There is no question more pressing than that as to the world in which we want to live. Together, with choice and agency, with solidarity and safety. Being able to think out loud about possible futures helps make this possible – we cannot try to live in a world that we cannot describe. What is this thinking out loud? It is about thinking on one’s feet, presenting possibilities, listening and being listened to, (mis-)understanding one another, saying “Yes, and” instead of “Yes, but” in order to add additional layers to the imagination.

Too many of us have never really thought about futures, other than as an extension of the now, or some science fiction world, whether a post-nuclear wasteland or techno-gloss utopia. “Thinking about futures seems so hard.” “And the world is deterministic anyway.” “And there are no ideas about how to think about futures except to just think.” Only it isn’t like this. Many years ago FoAM, at a project group meeting, guided us through a process of imagining several possible future scenarios. Not many of the details remain, but the idea that a process could be used to facilitate a group towards imaginations of possible futures; well, that was new, that was inspiring. This opened up a new realm of exploration. It let us know that future is a verb.

One of the more powerful ideas when futuring is not around predicting what will happen, but imagining what might happen. Developing a scenario, a collection of various changes and characteristics of a possible future, involving many shifts and their combinatorial implications, helps create detailed explorations of social, technological, ecological, economic, and political repercussions. Scenarios are often brought down to a collection of bullet points, perhaps a mood board of images, a narrative, some projected historical perspective looking at what happened between now and then. Descriptions. A diagram and a list of novelties. Not necessarily the best way towards understanding.

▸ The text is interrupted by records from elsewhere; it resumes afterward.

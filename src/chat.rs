//! Chat-completion client for answer generation.
//!
//! The language model is an external black box reached over an
//! OpenAI-compatible `/chat/completions` endpoint (Groq by default). The
//! [`ChatModel`] trait is the seam the synthesizer depends on; tests plug in
//! a canned implementation.

use anyhow::{bail, Result};
use async_trait::async_trait;
use serde::Deserialize;
use std::time::Duration;

use crate::config::ChatConfig;

/// Completes a prompt into answer text.
#[async_trait]
pub trait ChatModel: Send + Sync {
    async fn complete(&self, prompt: &str) -> Result<String>;
}

/// Client for OpenAI-compatible chat-completions APIs.
pub struct OpenAiChat {
    client: reqwest::Client,
    base_url: String,
    api_key: String,
    model: String,
    max_tokens: u32,
    temperature: f64,
}

#[derive(Debug, Deserialize)]
struct ChatCompletionsResponse {
    #[serde(default)]
    choices: Vec<Choice>,
}

#[derive(Debug, Deserialize)]
struct Choice {
    message: ChoiceMessage,
}

#[derive(Debug, Deserialize)]
struct ChoiceMessage {
    #[serde(default)]
    content: Option<String>,
}

impl OpenAiChat {
    /// Create a client from configuration. Fails when the API key
    /// environment variable is not set.
    pub fn new(config: &ChatConfig) -> Result<Self> {
        let api_key = std::env::var(&config.api_key_env)
            .map_err(|_| anyhow::anyhow!("{} environment variable not set", config.api_key_env))?;

        let client = reqwest::Client::builder()
            .timeout(Duration::from_secs(config.timeout_secs))
            .build()?;

        Ok(Self {
            client,
            base_url: config.base_url.trim_end_matches('/').to_string(),
            api_key,
            model: config.model.clone(),
            max_tokens: config.max_tokens,
            temperature: config.temperature,
        })
    }
}

#[async_trait]
impl ChatModel for OpenAiChat {
    async fn complete(&self, prompt: &str) -> Result<String> {
        let url = format!("{}/chat/completions", self.base_url);
        let body = serde_json::json!({
            "model": self.model,
            "messages": [{ "role": "user", "content": prompt }],
            "max_tokens": self.max_tokens,
            "temperature": self.temperature,
        });

        let response = self
            .client
            .post(&url)
            .header("Authorization", format!("Bearer {}", self.api_key))
            .header("Content-Type", "application/json")
            .json(&body)
            .send()
            .await?;

        let status = response.status();
        if !status.is_success() {
            let body_text = response.text().await.unwrap_or_default();
            bail!("chat API error {}: {}", status, body_text);
        }

        let parsed: ChatCompletionsResponse = response.json().await?;

        // Empty/missing content becomes an empty answer, not an error.
        Ok(parsed
            .choices
            .into_iter()
            .next()
            .and_then(|c| c.message.content)
            .unwrap_or_default())
    }
}

#[cfg(test)]
mod tests {
    use super::*;

    #[test]
    fn test_response_content_extraction() {
        let json = r#"{
            "choices": [
                { "message": { "role": "assistant", "content": "The answer." } }
            ]
        }"#;
        let parsed: ChatCompletionsResponse = serde_json::from_str(json).unwrap();
        let content = parsed
            .choices
            .into_iter()
            .next()
            .and_then(|c| c.message.content)
            .unwrap_or_default();
        assert_eq!(content, "The answer.");
    }

    #[test]
    fn test_missing_content_is_empty() {
        let json = r#"{ "choices": [ { "message": { "role": "assistant" } } ] }"#;
        let parsed: ChatCompletionsResponse = serde_json::from_str(json).unwrap();
        let content = parsed
            .choices
            .into_iter()
            .next()
            .and_then(|c| c.message.content)
            .unwrap_or_default();
        assert_eq!(content, "");
    }

    #[test]
    fn test_no_choices_is_empty() {
        let parsed: ChatCompletionsResponse = serde_json::from_str("{}").unwrap();
        assert!(parsed.choices.is_empty());
    }
}
//! Embedding provider abstraction and the OpenAI-compatible implementation.
//!
//! Defines the [`EmbeddingProvider`] trait the store depends on, plus vector
//! utilities for SQLite BLOB storage:
//! - [`vec_to_blob`] — encode a `Vec<f32>` as little-endian bytes
//! - [`blob_to_vec`] — decode a BLOB back into a `Vec<f32>`
//! - [`cosine_similarity`] — similarity between two embedding vectors
//!
//! # Retry Strategy
//!
//! The OpenAI-compatible provider uses exponential backoff for transient
//! errors:
//! - HTTP 429 (rate limited) and 5xx (server error) → retry
//! - HTTP 4xx (client error, not 429) → fail immediately
//! - Network errors → retry
//! - Backoff: 1s, 2s, 4s, 8s, 16s, 32s (capped at 2^5)

use anyhow::{bail, Result};
use async_trait::async_trait;
use std::time::Duration;

use crate::config::EmbeddingConfig;

/// Computes embedding vectors for batches of text. The store treats this as
/// a black box; tests substitute a deterministic in-process implementation.
#[async_trait]
pub trait EmbeddingProvider: Send + Sync {
    /// Model identifier (e.g. `"text-embedding-3-small"`).
    fn model_name(&self) -> &str;
    /// Embedding vector dimensionality (e.g. `1536`).
    fn dims(&self) -> usize;
    /// Embed a batch of texts, one vector per input, in input order.
    async fn embed(&self, texts: &[String]) -> Result<Vec<Vec<f32>>>;
}

/// Embed a single query text.
pub async fn embed_query(provider: &dyn EmbeddingProvider, text: &str) -> Result<Vec<f32>> {
    let results = provider.embed(&[text.to_string()]).await?;
    results
        .into_iter()
        .next()
        .ok_or_else(|| anyhow::anyhow!("Empty embedding response"))
}

/// Embedding provider for OpenAI-compatible `/embeddings` endpoints.
pub struct OpenAiEmbeddings {
    client: reqwest::Client,
    base_url: String,
    api_key: String,
    model: String,
    dims: usize,
    max_retries: u32,
}

impl OpenAiEmbeddings {
    /// Create a provider from configuration. Fails when the API key
    /// environment variable is not set.
    pub fn new(config: &EmbeddingConfig) -> Result<Self> {
        let api_key = std::env::var(&config.api_key_env)
            .map_err(|_| anyhow::anyhow!("{} environment variable not set", config.api_key_env))?;

        let client = reqwest::Client::builder()
            .timeout(Duration::from_secs(config.timeout_secs))
            .build()?;

        Ok(Self {
            client,
            base_url: config.base_url.trim_end_matches('/').to_string(),
            api_key,
            model: config.model.clone(),
            dims: config.dims,
            max_retries: config.max_retries,
        })
    }
}

#[async_trait]
impl EmbeddingProvider for OpenAiEmbeddings {
    fn model_name(&self) -> &str {
        &self.model
    }

    fn dims(&self) -> usize {
        self.dims
    }

    async fn embed(&self, texts: &[String]) -> Result<Vec<Vec<f32>>> {
        if texts.is_empty() {
            return Ok(Vec::new());
        }

        let url = format!("{}/embeddings", self.base_url);
        let body = serde_json::json!({
            "model": self.model,
            "input": texts,
        });

        let mut last_err = None;

        for attempt in 0..=self.max_retries {
            if attempt > 0 {
                let delay = Duration::from_secs(1 << (attempt - 1).min(5));
                tokio::time::sleep(delay).await;
            }

            let resp = self
                .client
                .post(&url)
                .header("Authorization", format!("Bearer {}", self.api_key))
                .header("Content-Type", "application/json")
                .json(&body)
                .send()
                .await;

            match resp {
                Ok(response) => {
                    let status = response.status();

                    if status.is_success() {
                        let json: serde_json::Value = response.json().await?;
                        return parse_embeddings_response(&json);
                    }

                    // Rate limited or server error — retry
                    if status.as_u16() == 429 || status.is_server_error() {
                        let body_text = response.text().await.unwrap_or_default();
                        last_err =
                            Some(anyhow::anyhow!("embeddings API error {}: {}", status, body_text));
                        continue;
                    }

                    // Client error (not 429) — don't retry
                    let body_text = response.text().await.unwrap_or_default();
                    bail!("embeddings API error {}: {}", status, body_text);
                }
                Err(e) => {
                    last_err = Some(e.into());
                    continue;
                }
            }
        }

        Err(last_err.unwrap_or_else(|| anyhow::anyhow!("Embedding failed after retries")))
    }
}

/// Parse an OpenAI-style embeddings response, extracting `data[].embedding`
/// arrays in order.
fn parse_embeddings_response(json: &serde_json::Value) -> Result<Vec<Vec<f32>>> {
    let data = json
        .get("data")
        .and_then(|d| d.as_array())
        .ok_or_else(|| anyhow::anyhow!("Invalid embeddings response: missing data array"))?;

    let mut embeddings = Vec::with_capacity(data.len());

    for item in data {
        let embedding = item
            .get("embedding")
            .and_then(|e| e.as_array())
            .ok_or_else(|| anyhow::anyhow!("Invalid embeddings response: missing embedding"))?;

        let vec: Vec<f32> = embedding
            .iter()
            .map(|v| v.as_f64().unwrap_or(0.0) as f32)
            .collect();

        embeddings.push(vec);
    }

    Ok(embeddings)
}

/// Encode a float vector as a BLOB (little-endian f32 bytes).
pub fn vec_to_blob(vec: &[f32]) -> Vec<u8> {
    let mut bytes = Vec::with_capacity(vec.len() * 4);
    for &v in vec {
        bytes.extend_from_slice(&v.to_le_bytes());
    }
    bytes
}

/// Decode a BLOB back into a float vector.
pub fn blob_to_vec(blob: &[u8]) -> Vec<f32> {
    blob.chunks_exact(4)
        .map(|chunk| f32::from_le_bytes([chunk[0], chunk[1], chunk[2], chunk[3]]))
        .collect()
}

/// Compute cosine similarity between two embedding vectors.
///
/// Returns a value in `[-1.0, 1.0]`; `0.0` for empty vectors or vectors of
/// different lengths.
pub fn cosine_similarity(a: &[f32], b: &[f32]) -> f32 {
    if a.len() != b.len() || a.is_empty() {
        return 0.0;
    }

    let mut dot = 0.0f32;
    let mut norm_a = 0.0f32;
    let mut norm_b = 0.0f32;

    for (x, y) in a.iter().zip(b.iter()) {
        dot += x * y;
        norm_a += x * x;
        norm_b += y * y;
    }

    let denom = norm_a.sqrt() * norm_b.sqrt();
    if denom < f32::EPSILON {
        return 0.0;
    }

    dot / denom
}
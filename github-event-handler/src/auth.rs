//! Token minter and client flavors (§4.2).
//!
//! Two authenticator traits mirror the two client flavors GitHub App auth
//! requires: [`GitHubAppAuthenticator`] mints the bearer-level client used
//! only to mint installation tokens, and [`InstallationAuthenticator`]
//! exchanges one for a [`GitHubApi`] scoped to a single installation.

use chrono::{DateTime, Duration, Utc};
use jsonwebtoken::EncodingKey;
use secrecy::ExposeSecret;

use crate::error::EventError;
use crate::github_api::{GitHubApi, InstallationToken, OctocrabApi};
use crate::ids::{AppId, InstallationId};

/// Lifetime of the minted app JWT, per the token-minter algorithm.
pub const JWT_LIFETIME: Duration = Duration::minutes(5);

/// GitHub mints installation access tokens with a fixed one-hour lifetime;
/// the API response octocrab surfaces doesn't carry `expires_at` directly,
/// so callers compute it from the exchange time instead of parsing it.
pub const INSTALLATION_TOKEN_LIFETIME: Duration = Duration::hours(1);

/// Produces an installation-scoped [`GitHubApi`] from the app's bearer
/// identity. Generic so tests can substitute a stub without touching the
/// network.
pub trait InstallationAuthenticator {
    type Error: std::error::Error + Send + Sync + 'static;

    fn for_installation(
        &self,
        id: InstallationId,
    ) -> impl std::future::Future<Output = Result<impl GitHubApi, Self::Error>> + Send;
}

/// Mints the bearer-level app client from `(base_url, app_id, private_key)`.
pub trait GitHubAppAuthenticator: Sized {
    type Next: InstallationAuthenticator + Clone;
    type Error: std::error::Error + Send + Sync + 'static;

    fn authenticate_app(
        base_url: Option<String>,
        app_id: AppId,
        app_key: EncodingKey,
    ) -> Result<Self::Next, Self::Error>;
}

/// The octocrab-backed bearer client: holds the app identity and mints
/// fresh installation tokens on demand via `Octocrab::installation_and_token`.
#[derive(Clone)]
pub struct OctocrabAppClient {
    client: octocrab::Octocrab,
}

impl GitHubAppAuthenticator for OctocrabAppClient {
    type Next = Self;
    type Error = EventError;

    fn authenticate_app(
        base_url: Option<String>,
        app_id: AppId,
        app_key: EncodingKey,
    ) -> Result<Self::Next, Self::Error> {
        let mut builder = octocrab::Octocrab::builder().app(octocrab::models::AppId(app_id.0), app_key);
        if let Some(base_url) = base_url {
            builder = builder
                .base_uri(base_url)
                .map_err(|e| EventError::AuthFailure {
                    message: format!("invalid Enterprise base URL: {e}"),
                })?;
        }
        let client = builder.build().map_err(|e| EventError::AuthFailure {
            message: format!("failed to construct the GitHub App client: {e}"),
        })?;
        Ok(Self { client })
    }
}

impl InstallationAuthenticator for OctocrabAppClient {
    type Error = EventError;

    async fn for_installation(&self, id: InstallationId) -> Result<impl GitHubApi, Self::Error> {
        let (installation_client, token) = self
            .client
            .installation_and_token(octocrab::models::InstallationId(id.0))
            .await
            .map_err(|e| EventError::AuthFailure {
                message: format!("failed to exchange the app JWT for an installation token: {e}"),
            })?;

        let issued_at: DateTime<Utc> = Utc::now();
        Ok(OctocrabApi::new(
            installation_client,
            InstallationToken {
                token: token.expose_secret().to_string(),
                expires_at: Some(issued_at + INSTALLATION_TOKEN_LIFETIME),
            },
        ))
    }
}
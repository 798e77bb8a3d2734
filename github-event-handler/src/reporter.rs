//! The build reporter (§4.9): watches spawned worker pods through a shared
//! cache and, on failure, posts a comment back to the originating GitHub
//! issue or pull request. Driven by a rate-limited [`Workqueue`] keyed by
//! `namespace/podName`, exactly like the per-key-serialized processing loop
//! the design calls for.

use std::collections::HashMap;
use std::sync::{Arc, Mutex as StdMutex};

use k8s_openapi::api::core::v1::Pod;
use kube::runtime::watcher;
use kube::{Api, Client};
use snafu::{ResultExt, Snafu};
use tokio::task::JoinHandle;
use tokio_util::sync::CancellationToken;

use crate::build_store::BuildStore;
use crate::github_api::{GitHubApi, InstallationToken, OctocrabApi};
use crate::model::CommentableBuild;
use crate::scheduler::FailureReporter;
use crate::workqueue::Workqueue;

/// Fixed comment body posted on build failure; the build ID gives the
/// operator something to grep logs for.
fn failure_comment(build_id: &str) -> String {
    indoc::formatdoc! {"
        # Build Failed

        Build `{build_id}` failed. Check the build logs for details.
    "}
}

const MAX_RETRIES: u32 = 5;

/// Mirrors `k8s_openapi`'s `PodStatus.phase` string values, plus `Other` for
/// a phase string outside that set (§4.9 step 3's `UnexpectedPhase` path).
#[derive(Debug, Clone, PartialEq, Eq)]
pub enum PodPhase {
    Pending,
    Running,
    Succeeded,
    Failed,
    Unknown,
    Other(String),
}

impl PodPhase {
    /// Parses a raw `status.phase` string. Never fails: an unrecognized,
    /// non-empty value becomes `Other`, which `process` turns into a
    /// retryable `UnexpectedPhase` rather than silently no-op'ing.
    fn parse(raw: &str) -> Self {
        match raw {
            "Pending" => Self::Pending,
            "Running" => Self::Running,
            "Succeeded" => Self::Succeeded,
            "Failed" => Self::Failed,
            "Unknown" | "" => Self::Unknown,
            other => Self::Other(other.to_string()),
        }
    }
}

#[derive(Debug, Snafu)]
pub enum ReporterError {
    #[snafu(display("pod {key} reported an unrecognized phase {phase:?}"))]
    UnexpectedPhase { key: String, phase: String },

    #[snafu(display("no project registered for {project_name}"))]
    ProjectNotFound { project_name: String },

    #[snafu(display("build store lookup failed: {source}"))]
    Store { source: crate::build_store::BuildStoreError },

    #[snafu(display("failed to build an installation client: {source}"))]
    Client { source: crate::github_api::ApiError },

    #[snafu(display("failed to post the failure comment: {source}"))]
    Comment { source: crate::github_api::ApiError },
}

/// The pod-phase cache the reporter reads. Populated by `Add`/`Update`
/// watch events and by placeholder insertion at build-registration time;
/// never by the reporter's own worker loop.
#[derive(Clone, Default)]
struct PodIndex {
    phases: Arc<StdMutex<HashMap<String, PodPhase>>>,
}

impl PodIndex {
    fn insert_placeholder(&self, key: &str) {
        self.phases.lock().unwrap().entry(key.to_string()).or_insert(PodPhase::Pending);
    }

    fn set(&self, key: &str, phase: PodPhase) {
        self.phases.lock().unwrap().insert(key.to_string(), phase);
    }

    fn remove(&self, key: &str) {
        self.phases.lock().unwrap().remove(key);
    }

    fn get(&self, key: &str) -> Option<PodPhase> {
        self.phases.lock().unwrap().get(key).cloned()
    }
}

fn pod_key(namespace: &str, pod_name: &str) -> String {
    format!("{namespace}/{pod_name}")
}

/// Workqueue-driven controller over worker pods (§4.9).
pub struct Reporter<S> {
    namespace: String,
    github_api_base_url: Option<String>,
    store: Arc<S>,
    builds: StdMutex<HashMap<String, CommentableBuild>>,
    index: PodIndex,
    queue: Workqueue,
}

impl<S> Reporter<S>
where
    S: BuildStore + Send + Sync + 'static,
{
    pub fn new(namespace: impl Into<String>, github_api_base_url: Option<String>, store: Arc<S>) -> Arc<Self> {
        Arc::new(Self {
            namespace: namespace.into(),
            github_api_base_url,
            store,
            builds: StdMutex::new(HashMap::new()),
            index: PodIndex::default(),
            queue: Workqueue::new(),
        })
    }

    /// Spawn the pod watcher and `threadiness` worker tasks. Both stop once
    /// `shutdown` is cancelled; the returned handles can be awaited to
    /// confirm a clean drain.
    pub fn run(self: &Arc<Self>, client: Client, threadiness: usize, shutdown: CancellationToken) -> Vec<JoinHandle<()>> {
        let mut handles = Vec::with_capacity(threadiness + 1);
        handles.push(self.clone().spawn_watcher(client, shutdown.clone()));
        for _ in 0..threadiness.max(1) {
            handles.push(self.clone().spawn_worker(shutdown.clone()));
        }
        handles
    }

    fn spawn_watcher(self: Arc<Self>, client: Client, shutdown: CancellationToken) -> JoinHandle<()> {
        tokio::spawn(async move {
            use futures_util::StreamExt;

            let api: Api<Pod> = Api::namespaced(client, &self.namespace);
            let mut stream = watcher::watcher(api, watcher::Config::default()).boxed();

            loop {
                let next = tokio::select! {
                    _ = shutdown.cancelled() => break,
                    next = stream.next() => next,
                };
                let Some(event) = next else { break };
                match event {
                    Ok(watcher::Event::Apply(pod)) | Ok(watcher::Event::InitApply(pod)) => {
                        self.observe(&pod);
                    }
                    Ok(watcher::Event::Delete(pod)) => {
                        if let Some(name) = pod.metadata.name.as_deref() {
                            let key = pod_key(&self.namespace, name);
                            self.index.remove(&key);
                            self.queue.add(key).await;
                        }
                    }
                    Ok(watcher::Event::Init) | Ok(watcher::Event::InitDone) => {}
                    Err(err) => {
                        tracing::warn!(%err, "pod watch stream errored, continuing");
                    }
                }
            }
            self.queue.shutdown().await;
        })
    }

    fn observe(&self, pod: &Pod) {
        let Some(name) = pod.metadata.name.as_deref() else { return };
        if !self.builds.lock().unwrap().contains_key(name) {
            // not a build we registered interest in; ignore to keep the
            // index from growing unbounded with unrelated pods.
            return;
        }
        let key = pod_key(&self.namespace, name);
        let phase = pod
            .status
            .as_ref()
            .and_then(|s| s.phase.as_deref())
            .unwrap_or("");
        self.index.set(&key, PodPhase::parse(phase));
        let queue = self.queue.clone();
        tokio::spawn(async move { queue.add(key).await });
    }

    fn spawn_worker(self: Arc<Self>, shutdown: CancellationToken) -> JoinHandle<()> {
        tokio::spawn(async move {
            loop {
                let key = tokio::select! {
                    _ = shutdown.cancelled() => None,
                    key = self.queue.get() => key,
                };
                let Some(key) = key else { break };

                match self.process(&key).await {
                    Ok(()) => self.queue.forget(&key).await,
                    Err(err) => {
                        tracing::warn!(key, %err, "reporter step failed");
                        if self.queue.num_requeues(&key).await >= MAX_RETRIES {
                            tracing::error!(key, "giving up after {MAX_RETRIES} retries");
                            self.queue.forget(&key).await;
                        } else {
                            self.queue.add_rate_limited(&key).await;
                        }
                    }
                }
                self.queue.done(&key).await;
            }
        })
    }

    /// One pass of the processing loop (§4.9, step 2–4). `key` is
    /// `namespace/podName`.
    async fn process(&self, key: &str) -> Result<(), ReporterError> {
        let Some((_, pod_name)) = key.split_once('/') else {
            return Ok(());
        };
        let Some(phase) = self.index.get(key) else {
            // pod may have been deleted; nothing to do.
            return Ok(());
        };

        match phase {
            PodPhase::Pending | PodPhase::Running | PodPhase::Unknown => Ok(()),
            PodPhase::Succeeded => {
                // terminal, non-failure: the build succeeded, drop our
                // bookkeeping without commenting.
                self.builds.lock().unwrap().remove(pod_name);
                self.index.remove(key);
                Ok(())
            }
            PodPhase::Failed => self.report_failure(pod_name).await,
            PodPhase::Other(phase) => Err(ReporterError::UnexpectedPhase { key: key.to_string(), phase }),
        }
    }

    async fn report_failure(&self, pod_name: &str) -> Result<(), ReporterError> {
        let Some(build) = self.builds.lock().unwrap().get(pod_name).cloned() else {
            // not one of ours.
            return Ok(());
        };

        let project = self
            .store
            .get_project(&build.project_name)
            .await
            .context(StoreSnafu)?
            .context(ProjectNotFoundSnafu {
                project_name: build.project_name.clone(),
            })?;

        let base_url = project.github.base_url.as_deref().or(self.github_api_base_url.as_deref());
        let client = OctocrabApi::from_token(
            base_url,
            InstallationToken {
                token: build.installation_token.clone(),
                expires_at: None,
            },
        )
        .context(ClientSnafu)?;

        let Some((owner, repo)) = project.owner_and_repo() else {
            return Ok(());
        };

        client
            .create_issue_comment(owner, repo, build.issue_number, &failure_comment(&build.build_id))
            .await
            .context(CommentSnafu)?;

        self.builds.lock().unwrap().remove(pod_name);
        self.index.remove(&pod_key(&self.namespace, pod_name));
        Ok(())
    }
}

impl<S> FailureReporter for Reporter<S>
where
    S: BuildStore + Send + Sync + 'static,
{
    fn register(&self, build_id: &str, project_name: &str, issue_number: u64, installation_token: &str) {
        let pod_name = crate::model::worker_pod_name(build_id);
        self.builds.lock().unwrap().insert(
            pod_name.clone(),
            CommentableBuild {
                build_id: build_id.to_string(),
                project_name: project_name.to_string(),
                issue_number,
                installation_token: installation_token.to_string(),
            },
        );
        self.index.insert_placeholder(&pod_key(&self.namespace, &pod_name));
    }
}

Understanding is crucial in order to make decisions about how we want to live.

Understanding is a form of learning. It is often said that experience is the best teacher. We adapt the well-worn adage to come up with “I hear futures and I forget. I see futures and I remember. I do futures and I understand” in order to gain insight into the power of Experiential Futures. With experiential futures, the possibility of comprehension becomes grounded in physical reality, where thoughts about futures can emerge more naturally, embedded in physical space using multiple perceptual paths and ways of knowing.

When we build a fragment of a possible future as a thing, a space, an immersive environment to be explored, to be experienced, we cannot make it complete. An experiential future is not intended to be complete, to be a hoax, but to create a subjective perspective, a somatic, experiential stream of information that offers insight.

Intentionally incomplete, experiential futures have a Mut zur Lücke, a courage of the gap. We leave aspects open and undecided, allowing visitors to an installation the chance to imagine and fill in with their own conceptions of the future. We do not want to force their hands and make too many assumptions. If the existence of the European Union is not important in a scenario, then neither should the existence of the Euro be, and thus all references to currencies are problematic. One solution is to leave them out completely, to leave a gap, to un-ask the question of currency.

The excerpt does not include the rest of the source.